How this skill works
The skill inspects interfaces and implementations to detect the "throw/no-op" smell and other red flags (large interfaces, supports() checks, unused methods in implementers). It recommends splitting a fat interface into small, cohesive interfaces (1–3 methods ideally) and shows patterns for composing capabilities.

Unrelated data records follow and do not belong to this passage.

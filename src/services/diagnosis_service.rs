//! Diagnosis submission flow.
//!
//! Takes the selected image, asks the predictor for a result, records it in
//! history, and refreshes the history view. A history write failure does
//! not fail the submission; it comes back as a [`Notice`].

use serde::Serialize;

use crate::managers::history_manager::HistoryManagerTrait;
use crate::services::prediction_client::Predictor;
use crate::types::diagnosis::{DiagnosisRecord, DiagnosisResult};
use crate::types::errors::SubmitError;
use crate::ui::history_view::{refresh, HistoryView};
use crate::ui::image_form::{data_uri, ImageForm};

/// A non-fatal problem to show the user alongside a successful result.
#[derive(Debug, Clone, PartialEq, Serialize)]
pub struct Notice {
    pub message: String,
}

/// Result of a successful submission.
#[derive(Debug, Clone, PartialEq)]
pub struct SubmissionOutcome {
    pub record: DiagnosisRecord,
    pub notices: Vec<Notice>,
}

impl SubmissionOutcome {
    pub fn result(&self) -> &DiagnosisResult {
        &self.record.result
    }
}

/// Human-readable local timestamp used for new records.
pub fn local_timestamp() -> String {
    chrono::Local::now().format("%Y-%m-%d %H:%M:%S").to_string()
}

pub struct DiagnosisService<P: Predictor> {
    predictor: P,
}

impl<P: Predictor> DiagnosisService<P> {
    pub fn new(predictor: P) -> Self {
        Self { predictor }
    }

    pub fn predictor(&self) -> &P {
        &self.predictor
    }

    /// Submits the selected image and records the outcome.
    ///
    /// # Errors
    /// `SubmitError::NoImage` when neither input holds an image, and
    /// `SubmitError::Prediction` when the service call fails. History is
    /// left untouched in both cases.
    pub async fn submit<H, V>(
        &self,
        form: &ImageForm,
        history: &mut H,
        view: &mut V,
    ) -> Result<SubmissionOutcome, SubmitError>
    where
        H: HistoryManagerTrait,
        V: HistoryView,
    {
        let image = form.selected().ok_or(SubmitError::NoImage)?;

        let response = self.predictor.predict(image).await.map_err(|e| {
            tracing::error!(error = %e, file = %image.file_name, "Diagnosis request failed");
            SubmitError::Prediction(e)
        })?;

        let record = DiagnosisRecord {
            date: local_timestamp(),
            image: form
                .preview()
                .map(str::to_string)
                .unwrap_or_else(|| data_uri(&image.mime_type, &image.bytes)),
            result: response.into_result(),
        };

        let mut notices = Vec::new();
        if let Err(e) = history.append(record.clone()) {
            tracing::warn!(error = %e, "Diagnosis not saved to history");
            notices.push(Notice {
                message: format!("Result could not be saved to history: {}", e),
            });
        }
        refresh(history, view);

        tracing::info!(disease = %record.result.disease, "Diagnosis complete");
        Ok(SubmissionOutcome { record, notices })
    }
}
//! Image selection form: a file upload input and a camera capture input.
//!
//! Only one input holds an image at a time. Selecting a file in one input
//! clears the other, and the preview always reflects the latest selection.

use std::fs;
use std::path::Path;

use base64::{engine::general_purpose::STANDARD as BASE64, Engine as _};

use crate::types::errors::ImageError;
use crate::types::prediction::ImageUpload;

/// Which input an image came from.
#[derive(Debug, Clone, Copy, PartialEq, Eq)]
pub enum ImageSource {
    Upload,
    Camera,
}

impl ImageSource {
    pub fn parse(s: &str) -> Option<Self> {
        match s {
            "upload" => Some(ImageSource::Upload),
            "camera" => Some(ImageSource::Camera),
            _ => None,
        }
    }
}

/// Guesses an image MIME type from the file extension.
pub fn mime_for_path(path: &Path) -> &'static str {
    let ext = path
        .extension()
        .and_then(|e| e.to_str())
        .map(|e| e.to_ascii_lowercase());
    match ext.as_deref() {
        Some("jpg") | Some("jpeg") => "image/jpeg",
        Some("png") => "image/png",
        Some("gif") => "image/gif",
        Some("webp") => "image/webp",
        Some("bmp") => "image/bmp",
        Some("heic") => "image/heic",
        _ => "application/octet-stream",
    }
}

/// Encodes bytes as a `data:` URI.
pub fn data_uri(mime_type: &str, bytes: &[u8]) -> String {
    format!("data:{};base64,{}", mime_type, BASE64.encode(bytes))
}

/// Reads an image file into an upload payload.
pub fn read_image(path: &Path) -> Result<ImageUpload, ImageError> {
    let bytes = fs::read(path).map_err(|e| ImageError::ReadFailed {
        path: path.display().to_string(),
        reason: e.to_string(),
    })?;
    let file_name = path
        .file_name()
        .map(|n| n.to_string_lossy().to_string())
        .unwrap_or_else(|| "image".to_string());
    Ok(ImageUpload {
        file_name,
        mime_type: mime_for_path(path).to_string(),
        bytes,
    })
}

#[derive(Debug, Default)]
pub struct ImageForm {
    upload: Option<ImageUpload>,
    camera: Option<ImageUpload>,
    preview: Option<String>,
}

impl ImageForm {
    pub fn new() -> Self {
        Self::default()
    }

    /// Sets the file held by `source` and clears the other input.
    ///
    /// `None` empties `source` and hides the preview. Returns the new preview
    /// data URI, if any.
    pub fn select(
        &mut self,
        source: ImageSource,
        path: Option<&Path>,
    ) -> Result<Option<&str>, ImageError> {
        let image = path.map(read_image).transpose()?;
        self.preview = image.as_ref().map(|img| data_uri(&img.mime_type, &img.bytes));

        let (target, other) = match source {
            ImageSource::Upload => (&mut self.upload, &mut self.camera),
            ImageSource::Camera => (&mut self.camera, &mut self.upload),
        };
        *target = image;
        *other = None;

        tracing::debug!(?source, has_image = target.is_some(), "Image selection changed");
        Ok(self.preview.as_deref())
    }

    /// The image to submit: the uploaded file first, else the camera capture.
    pub fn selected(&self) -> Option<&ImageUpload> {
        self.upload.as_ref().or(self.camera.as_ref())
    }

    /// Data URI currently shown in the preview.
    pub fn preview(&self) -> Option<&str> {
        self.preview.as_deref()
    }
}
// cocoadiag shared types
// Data models and error enums used by storage, managers, services, and the UI layer.

pub mod diagnosis;
pub mod errors;
pub mod prediction;
pub mod settings;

It also offers suggested responses and actions when pressured to accept or ship violations.
When to use it
- Designing a new interface or API surface in TypeScript
- Implementing an interface and forced to throw or no-op for some methods
- Refactoring a codebase where different implementers use different subsets of an interface
- Reviewing interfaces with more than ~5–7 methods
- When callers use runtime capability checks like supportsX()
Best practices
- Prefer many small, focused interfaces over one fat interface
- Aim for 1–3 methods per interface; 4–5 only if highly cohesive
- Never implement an interface method with throw or an empty body
- Use type composition (A & B) for callers that need multiple capabilities
- Propose refactoring existing fat interfaces rather than adding runtime checks
Example use cases
- Splitting a MultiFunctionDevice into Printer, Scanner, Fax so BasicPrinter doesn't implement unused methods
- Refactoring a Repository<T> into Readable<T> and Writable<T> when some services only read
- Rejecting a PR that implements unsupported methods by throwing and requesting segregated interfaces
- Replacing supportsX() runtime checks with distinct interfaces so the compiler enforces capabilities
- Designing a new service API and modeling individual responsibilities as separate interfaces
FAQ
Treat the existing interface as technical debt. Propose a phased refactor: introduce focused interfaces, update implementers and callers incrementally, and keep the old combined type as a composition if callers need everything.
Is throwing an error ever acceptable for an unsupported method?
No. Throwing or no-oping hides design issues and shifts failures to runtime. Split the interface so implementers only expose methods they support.